Ao virar da década, e devido ao fascínio que a Sétima Arte sempre lhe causara, ruma à capital, onde trabalha como assistente de realização de filmes para TV e cinema; mais tarde, acaba por ingressar numa agência de publicidade.
Experimentou uma formação diversa e enriquecedora: estudou técnica de cerâmica, com o pintor Mário de Oliveira Soares; desenho e pintura com o artista brasileiro Waldemar da Costa; técnica de gravura, sob a orientação de Roberto Delamonica, no Museu de Arte Moderna, no Rio de Janeiro, a convite do Itamaraty. Após um ano no Brasil, parte para Paris em 1964, como bolseiro da Fundação Calouste Gulbenkian, onde vai frequentar o Atelier 17 e, em seguida, a École Nationale Supérieure des Beaux-Arts, onde obtém a primeira recompensa, a título estrangeiro.
Testemunhou, na capital francesa, o Maio de 68, momento de efusão do idealismo revolucionário. Este foi também o tempo da afirmação e reconhecimento dos dotes de grafista, pelo trabalho desenvolvido em agências de publicidade, que levou a que o "European Illustration" o tivesse incluído na sua antologia.
Quando em 1974 regressa ao país, pelas "portas que Abril abriu", assume, uma vez mais, o ofício de grafista publicitário, trabalhando a par com Ary dos Santos.
Em 1983, porém, decide dedicar-se por inteiro à pintura, o que implica uma radical mudança de existência, com o retorno à vila natal. Instala-se em Alcabideque, onde adquire «o "Solar dos Bentos", a um tempo casa, atelier e 'templo' para os prazeres da vida.»1. Aí faleceu na tarde de 24 de Abril de 1998.

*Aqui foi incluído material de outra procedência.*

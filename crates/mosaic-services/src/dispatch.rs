//! Routes inbound requests to the handler registered for their kind.

use std::collections::HashMap;
use std::sync::Arc;

use mosaic_core::{Message, MessageKind};

use crate::handler::Handler;

#[derive(Default)]
pub struct Dispatcher {
    /// request kind -> handler. One handler may own several kinds.
    handlers: HashMap<MessageKind, Arc<dyn Handler>>,
}

impl Dispatcher {
    pub fn new() -> Self {
        Self::default()
    }

    /// Register a handler under every kind it declares. A later registration
    /// for the same kind replaces the earlier one.
    pub fn register(&mut self, handler: Arc<dyn Handler>) {
        for kind in handler.kinds() {
            if self.handlers.insert(*kind, handler.clone()).is_some() {
                tracing::warn!(kind = ?kind, "handler replaced");
            }
        }
    }

    pub fn handles(&self, kind: MessageKind) -> bool {
        self.handlers.contains_key(&kind)
    }

    /// Answer one request. Returns `None` if nothing handles its kind or the
    /// handler failed; the caller then closes the connection without a reply.
    pub async fn dispatch(&self, request: Message) -> Option<Message> {
        let kind = request.kind();
        let Some(handler) = self.handlers.get(&kind) else {
            tracing::warn!(kind = ?kind, "no handler for request kind");
            return None;
        };
        match handler.handle(request).await {
            Ok(reply) => Some(reply),
            Err(e) => {
                tracing::warn!(kind = ?kind, error = %e, "request handling failed");
                None
            }
        }
    }
}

Realizou diversas exposições, individuais e colectivas, promovendo a sua obra em Portugal e no estrangeiro. Dos seus quadros, de volumetrias perfeitas e cores aguerridas, em que a disposição dos elementos pictóricos obedece a uma racionalidade irrepreensível, sobressaem as sequências consagradas a Mariana Alcoforado (tematização da reclusão, na evocação de «uma magra freira que o pecado devora»2), ao rei D. Sebastião (recuperação da história e mitologia sebásticas) e os seus Organismos (evocações fragmentárias das agressões do mundo mecanicista, que encerram um desejo de reorganização).